The report analyzes the profiles of key players operating in the claims processing software market analysis include A1 Enterprise, Duck Creek Technologies, FINEOS, Hyland Software, Inc., Hawksoft, Inc., HIPPAsuite, Newgen Software Technologies Limited, Pegasystems Inc., Quick Silver and VENTIV TECHNOLOGY. These players have adopted various strategies to increase their market penetration and strengthen their position in the claims processing software industry.
Covid-19 Impact Analysis
The COVID-19 pandemic has positively impacted the claims processing software market which is attributed to the fact that consumers of health insurance and general insurance demanded for claims settlement because of ongoing health issues and business losses. This sudden surge in the claim settlement became difficult to manage for the insurance companies and thus, the insurance companies started to adopt claims processing software which could easily handle large amounts of claims at one time. Furthermore, it made the process faster, thus saving time and effort of employees. This, as a result increased the demand for insurance claims management software market during the COVID-19 pandemic.
Top Impacting Factors
Claims Processing Software Increases Productivity
Claims management process can be complex and it is important for insurers to find ways to streamline this process to reduce costs and increase customer satisfaction. By using claims processing platforms, insurers can easily increase their productivity and cut costs. A better claims processing software allows insurers to handle every aspect of claims management within one system, allowing for easy access toward customer data and improved workflow. Everything from inputting claim to negotiating settlements can be done within claims processing software. This software allows to move away from manually filling out forms and managing Excel spreadsheets by eliminating the need for these manual methods altogether. Furthermore, it reduces errors, saves time, and increases accuracy, thus increasing productivity. Therefore, these are the major growth factors for the claims processing software market.
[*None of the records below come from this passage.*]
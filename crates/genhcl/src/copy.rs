//! partial evaluation of content bodies
//!
//! [Copier::copy_body] rebuilds a parsed `hcl_edit` body as an [hcl::Body]. Attribute values are partially evaluated:
//! whatever is resolvable becomes a literal, references to unknown namespaces stay as written. Attributes are
//! emitted in lexical order, nested blocks in source order. `tm_dynamic` blocks are handed to the
//! [dynamic](crate::dynamic) expander which in turn copies its `content` through here.
use crate::dynamic;
use crate::error::{Diagnostic, Error, ErrorKind};
use crate::eval::EvalContext;
use crate::source::SourceFile;
use hcl_edit::structure::{Block, Body};
use hcl_edit::Span;

pub const TM_DYNAMIC: &str = "tm_dynamic";

/// Nested block classification
#[derive(Debug, Clone, Copy, PartialEq, Eq)]
enum BlockKind {
    Dynamic,
    Plain,
}

impl BlockKind {
    fn of(block: &Block) -> Self {
        match block.ident.value().as_str() {
            TM_DYNAMIC => BlockKind::Dynamic,
            _ => BlockKind::Plain,
        }
    }
}

#[derive(derive_new::new, Debug, Clone, Copy)]
pub struct Copier<'a> {
    source: &'a SourceFile,
}

impl<'a> Copier<'a> {
    pub fn source(&self) -> &'a SourceFile {
        self.source
    }

    pub fn copy_body(&self, dest: &mut hcl::Body, src: &Body, ctx: &EvalContext) -> Result<(), Error> {
        let mut attributes: Vec<_> = src.attributes().collect();
        attributes.sort_by(|a, b| a.key.value().as_str().cmp(b.key.value().as_str()));

        for attribute in attributes {
            let name = attribute.key.value().as_str();
            let expr: hcl::Expression = attribute.value.clone().into();
            let evaluated = ctx.partial_eval(&expr).map_err(|err| {
                Diagnostic::at(
                    ErrorKind::ContentEval,
                    self.source.range(attribute.value.span()),
                    format!("{name}: {err}"),
                )
            })?;

            set_attribute(dest, name, evaluated);
        }

        for block in src.blocks() {
            match BlockKind::of(block) {
                BlockKind::Dynamic => dynamic::expand(self, dest, block, ctx)?,
                BlockKind::Plain => {
                    let mut body = hcl::Body::default();
                    self.copy_body(&mut body, &block.body, ctx)?;

                    let labels = block
                        .labels
                        .iter()
                        .map(|label| label.as_str().to_string())
                        .collect();
                    push_block(dest, block.ident.value().as_str(), labels, body);
                }
            }
        }

        Ok(())
    }
}

/// Set `name`, replacing an attribute of the same name
pub(crate) fn set_attribute(body: &mut hcl::Body, name: &str, expr: hcl::Expression) {
    for structure in body.0.iter_mut() {
        if let hcl::Structure::Attribute(attribute) = structure {
            if attribute.key.as_str() == name {
                attribute.expr = expr;
                return;
            }
        }
    }

    body.0.push(hcl::Structure::Attribute(hcl::Attribute {
        key: hcl::Identifier::unchecked(name),
        expr,
    }));
}

pub(crate) fn push_block(body: &mut hcl::Body, ident: &str, labels: Vec<String>, block_body: hcl::Body) {
    body.0.push(hcl::Structure::Block(hcl::Block {
        identifier: hcl::Identifier::unchecked(ident),
        labels: labels.into_iter().map(hcl::BlockLabel::String).collect(),
        body: block_body,
    }));
}

#[cfg(test)]
pub(crate) mod test {
    use super::*;
    use pretty_assertions::assert_eq;

    /// Copy `text` as a content body and render it
    pub(crate) fn copy(ctx: &EvalContext, text: &str) -> Result<String, Error> {
        let source = SourceFile::new("test.tm.hcl", text);
        let body = hcl_edit::parser::parse_body(source.text()).expect("valid hcl");

        let mut dest = hcl::Body::default();
        Copier::new(&source).copy_body(&mut dest, &body, ctx)?;
        Ok(hcl::format::to_string(&dest).expect("formats"))
    }

    pub(crate) fn ctx() -> EvalContext {
        let mut globals = hcl::value::Map::new();
        globals.insert("env".to_string(), hcl::Value::String("prod".to_string()));
        EvalContext::new().with_globals(globals)
    }

    fn parsed(text: &str) -> hcl::Body {
        hcl::parse(text).expect("valid hcl")
    }

    #[test]
    fn attributes_sorted_and_evaluated() {
        let out = copy(&ctx(), "b = global.env\na = 1 + 1\n").expect("copies");
        assert_eq!(parsed(&out), parsed("a = 2\nb = \"prod\"\n"));
        assert!(out.find("a =") < out.find("b ="));
    }

    #[test]
    fn unknown_namespaces_are_preserved() {
        let out = copy(
            &ctx(),
            "env = global.env\nid = module.vpc.id\nname = \"${var.prefix}-bucket\"\n",
        )
        .expect("copies");

        assert_eq!(
            parsed(&out),
            parsed("env = \"prod\"\nid = module.vpc.id\nname = \"${var.prefix}-bucket\"\n")
        );
    }

    #[test]
    fn nested_blocks_keep_type_and_labels() {
        let out = copy(
            &ctx(),
            r#"
resource "aws_s3_bucket" "b" {
  bucket = global.env
  versioning {
    enabled = true
  }
}
"#,
        )
        .expect("copies");

        assert_eq!(
            parsed(&out),
            parsed(
                r#"
resource "aws_s3_bucket" "b" {
  bucket = "prod"
  versioning {
    enabled = true
  }
}
"#
            )
        );
    }

    #[test]
    fn partially_known_expressions_resolve_their_known_parts() {
        let out = copy(
            &ctx(),
            r#"
a = "${global.env}-${var.x}"
d = var.flag ? global.env : "dev"
g = global.env == "prod" ? var.a : var.b
l = [for x in var.list : "${global.env}-${x}"]
"#,
        )
        .expect("copies");

        assert_eq!(
            parsed(&out),
            parsed(
                r#"
a = "prod-${var.x}"
d = var.flag ? "prod" : "dev"
g = var.a
l = [for x in var.list : "prod-${x}"]
"#
            )
        );
    }

    #[test]
    fn literal_only_content_is_context_independent() {
        let text = "a = 1\nb = [true, \"x\"]\nc = { k = null }\n";
        let with_globals = copy(&ctx(), text).expect("copies");
        let without = copy(&EvalContext::new(), text).expect("copies");
        assert_eq!(parsed(&with_globals), parsed(&without));
    }

    #[test]
    fn evaluation_errors_carry_the_range() {
        let err = copy(&ctx(), "a = 1\nb = global.missing\n").expect_err("missing global");

        let Error::Diagnostic(issue) = err else {
            panic!("expected a single diagnostic");
        };
        assert_eq!(issue.kind, ErrorKind::ContentEval);
        assert_eq!(issue.range.map(|r| r.start.line), Some(2));
    }

    #[test]
    fn set_attribute_replaces() {
        let mut body = hcl::Body::default();
        set_attribute(&mut body, "a", hcl::Expression::Bool(true));
        set_attribute(&mut body, "a", hcl::Expression::Bool(false));
        assert_eq!(body, parsed("a = false"));
    }
}
/// Expand `block` into `dest`
#[tracing::instrument(level = "debug", skip_all, fields(generated_type))]
pub(crate) fn expand(
    copier: &Copier<'_>,
    dest: &mut hcl::Body,
    block: &Block,
    ctx: &EvalContext,
) -> Result<(), Error> {
    let spec = DynamicBlockSpec::parse(copier.source(), block).map_err(Error::Diagnostics)?;
    tracing::Span::current().record("generated_type", spec.generated_type.as_str());

    if let Some(condition) = &spec.condition {
        let value = ctx.eval(&condition.expr).map_err(|err| {
            Diagnostic::at(ErrorKind::DynamicConditionEval, condition.range.clone(), err)
        })?;

        match value {
            Value::Bool(true) => {}
            Value::Bool(false) => {
                tracing::debug!("condition is false, skipping");
                return Ok(());
            }
            other => {
                return Err(Diagnostic::at(
                    ErrorKind::InvalidDynamicConditionType,
                    condition.range.clone(),
                    format!("must be bool, got {}", type_name(&other)),
                )
                .into())
            }
        }
    }

    let Some(for_each) = &spec.for_each else {
        if let Some(iterator) = &spec.iterator {
            return Err(Diagnostic::at(
                ErrorKind::InvalidDynamicIterator,
                iterator.range.clone(),
                "iterator requires for_each",
            )
            .into());
        }
        return expand_once(copier, dest, &spec, ctx);
    };

    let collection = ctx.eval(&for_each.expr).map_err(|err| {
        Diagnostic::at(ErrorKind::DynamicForEachEval, for_each.range.clone(), err)
    })?;
    let collection_type = type_name(&collection);
    let elements = iter_elements(collection).ok_or_else(|| {
        Diagnostic::at(
            ErrorKind::InvalidDynamicForEach,
            for_each.range.clone(),
            format!("must be a collection, got {collection_type}"),
        )
    })?;

    let iterator = match &spec.iterator {
        None => spec.generated_type.clone(),
        Some(iterator) => match &iterator.expr {
            hcl::Expression::Variable(var) => var.as_str().to_string(),
            _ => {
                return Err(Diagnostic::at(
                    ErrorKind::InvalidDynamicIterator,
                    iterator.range.clone(),
                    "must be a single identifier",
                )
                .into())
            }
        },
    };

    tracing::debug!(%iterator, count = elements.len(), "expanding");

    let mut scope = ctx.copy();
    let result = elements.into_iter().try_for_each(|(key, value)| {
        let binding = [("key".to_string(), key), ("value".to_string(), value)]
            .into_iter()
            .collect();
        scope.set_namespace(&iterator, binding);
        expand_once(copier, dest, &spec, &scope)
    });
    scope.delete_namespace(&iterator);

    result
}
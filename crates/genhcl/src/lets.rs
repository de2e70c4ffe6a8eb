//! block local variables
use crate::config::Let;
use crate::error::{Diagnostic, ErrorKind};
use crate::eval::EvalContext;

pub const NAMESPACE: &str = "let";

/// Evaluate `lets` into the `let` namespace of `ctx`
///
/// Lets may refer to each other in any order. They are evaluated in passes until every let resolved; a pass without
/// progress means a cycle or an unresolvable reference and reports the first let still pending.
pub fn bind_lets(ctx: &mut EvalContext, lets: &[Let]) -> Result<(), Diagnostic> {
    let mut resolved = hcl::value::Map::new();
    let mut pending: Vec<&Let> = lets.iter().collect();
    ctx.set_namespace(NAMESPACE, resolved.clone());

    while !pending.is_empty() {
        let before = resolved.len();
        let mut first_failure = None;

        for item in std::mem::take(&mut pending) {
            match ctx.eval(&item.value.expr) {
                Ok(value) => {
                    tracing::trace!(name = %item.name, "let resolved");
                    resolved.insert(item.name.clone(), value);
                    ctx.set_namespace(NAMESPACE, resolved.clone());
                }
                Err(err) => {
                    first_failure.get_or_insert((item, err));
                    pending.push(item);
                }
            }
        }

        if resolved.len() == before {
            if let Some((item, err)) = first_failure {
                return Err(Diagnostic::at(
                    ErrorKind::LetsEval,
                    item.value.range.clone(),
                    format!("let.{}: {err}", item.name),
                ));
            }
        }
    }

    Ok(())
}

#[cfg(test)]
mod test {
    use super::*;
    use crate::config::DirConfig;
    use crate::hcl_documents;
    use crate::project::ProjectPath;
    use hcl::Value;
    use pretty_assertions::assert_eq;

    fn lets(body: &str) -> Vec<Let> {
        let docs = hcl_documents!(format!(
            "generate_hcl \"x\" {{\n  lets {{\n{body}\n  }}\n  content {{}}\n}}\n"
        ));
        DirConfig::parse(&ProjectPath::root(), &docs)
            .expect("valid config")
            .blocks
            .remove(0)
            .lets
    }

    fn expr(s: &str) -> hcl::Expression {
        s.parse::<hcl_edit::expr::Expression>()
            .expect("valid expression")
            .into()
    }

    #[test]
    fn out_of_order_references() {
        let mut ctx = EvalContext::new();
        bind_lets(&mut ctx, &lets("b = let.a + 1\na = 1\nc = let.b * 2")).expect("resolves");

        assert_eq!(ctx.eval(&expr("let.c")), Ok(Value::Number(4u64.into())));
    }

    #[test]
    fn cycles_fail() {
        let mut ctx = EvalContext::new();
        let err = bind_lets(&mut ctx, &lets("a = let.b\nb = let.a")).expect_err("cycle");

        assert_eq!(err.kind, ErrorKind::LetsEval);
        assert!(err.message.starts_with("let.a: "));
    }

    #[test]
    fn empty_lets_bind_an_empty_namespace() {
        let mut ctx = EvalContext::new();
        bind_lets(&mut ctx, &[]).expect("nothing to do");
        assert_eq!(
            ctx.eval(&expr(NAMESPACE)),
            Ok(Value::Object(hcl::value::Map::new()))
        );
    }
}
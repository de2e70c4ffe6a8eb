//! source files and ranges used for diagnostics
//!
//! `hcl_edit` keeps byte spans on parsed structures. A [SourceFile] keeps the text those spans point into so they
//! can be turned into a user friendly [SourceRange] (path, line and column) once something goes wrong.
use serde::Serialize;
use std::ops::Range;
use std::path::{Path, PathBuf};

#[derive(Debug)]
pub struct SourceFile {
    path: PathBuf,
    text: String,
    /// byte offset of the first character of every line
    line_starts: Vec<usize>,
}

impl SourceFile {
    pub fn new(path: impl Into<PathBuf>, text: impl Into<String>) -> Self {
        let text = text.into();
        let line_starts = std::iter::once(0)
            .chain(text.match_indices('\n').map(|(idx, _)| idx + 1))
            .collect();

        Self {
            path: path.into(),
            text,
            line_starts,
        }
    }

    pub fn path(&self) -> &Path {
        &self.path
    }

    pub fn text(&self) -> &str {
        &self.text
    }

    /// Resolve a byte span of this file
    ///
    /// Structures built programmatically carry no span; those resolve to the start of the file.
    pub fn range(&self, span: Option<Range<usize>>) -> SourceRange {
        let span = span.unwrap_or(0..0);
        SourceRange {
            path: self.path.clone(),
            start: self.position(span.start),
            end: self.position(span.end),
        }
    }

    fn position(&self, byte: usize) -> Position {
        let byte = byte.min(self.text.len());
        let line = self.line_starts.partition_point(|start| *start <= byte);
        let line_start = self.line_starts[line - 1];

        Position {
            line,
            column: self.text[line_start..byte].chars().count() + 1,
            byte,
        }
    }
}

/// Location of a configuration element
#[derive(Debug, Clone, PartialEq, Eq, Serialize)]
pub struct SourceRange {
    pub path: PathBuf,
    pub start: Position,
    pub end: Position,
}

/// 1-based line and column, plus the 0-based byte offset
#[derive(Debug, Clone, Copy, PartialEq, Eq, Serialize)]
pub struct Position {
    pub line: usize,
    pub column: usize,
    pub byte: usize,
}

impl std::fmt::Display for SourceRange {
    fn fmt(&self, f: &mut std::fmt::Formatter<'_>) -> std::fmt::Result {
        write!(
            f,
            "{}:{},{}-{},{}",
            self.path.display(),
            self.start.line,
            self.start.column,
            self.end.line,
            self.end.column
        )
    }
}

#[cfg(test)]
mod test {
    use super::*;
    use pretty_assertions::assert_eq;

    #[test]
    fn line_and_column() {
        let source = SourceFile::new("gen.tm.hcl", "a = 1\nbb = 22\n");
        let range = source.range(Some(6..13));

        assert_eq!(range.start.line, 2);
        assert_eq!(range.start.column, 1);
        assert_eq!(range.end.line, 2);
        assert_eq!(range.end.column, 8);
        assert_eq!(range.to_string(), "gen.tm.hcl:2,1-2,8");
    }

    #[test]
    fn missing_span_points_to_file_start() {
        let source = SourceFile::new("gen.tm.hcl", "a = 1\n");
        let range = source.range(None);

        assert_eq!(range.start, Position { line: 1, column: 1, byte: 0 });
    }
}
Higher Startup Cost of Implementing Claims Processing Software
One major obstacle to convert from traditional claims processing to claims processing software is the startup cost of purchasing necessary hardware and software. Other start-up costs include training of the entire staff to learn how to enter and use the software. Once the system is in place, the records of all customers must be converted to electronic format, which takes many man hours and is very expensive to complete. Furthermore, since claims processing software requires a computer system, there is a chance that private information may be accessed by unauthorized individuals. A hacked system may reveal parts or all customer information including addresses, birth date, social security numbers, emails, and possibly other sensitive financial information along with their complete history. Therefore, these are the major factors that limit growth of the claims processing software industry.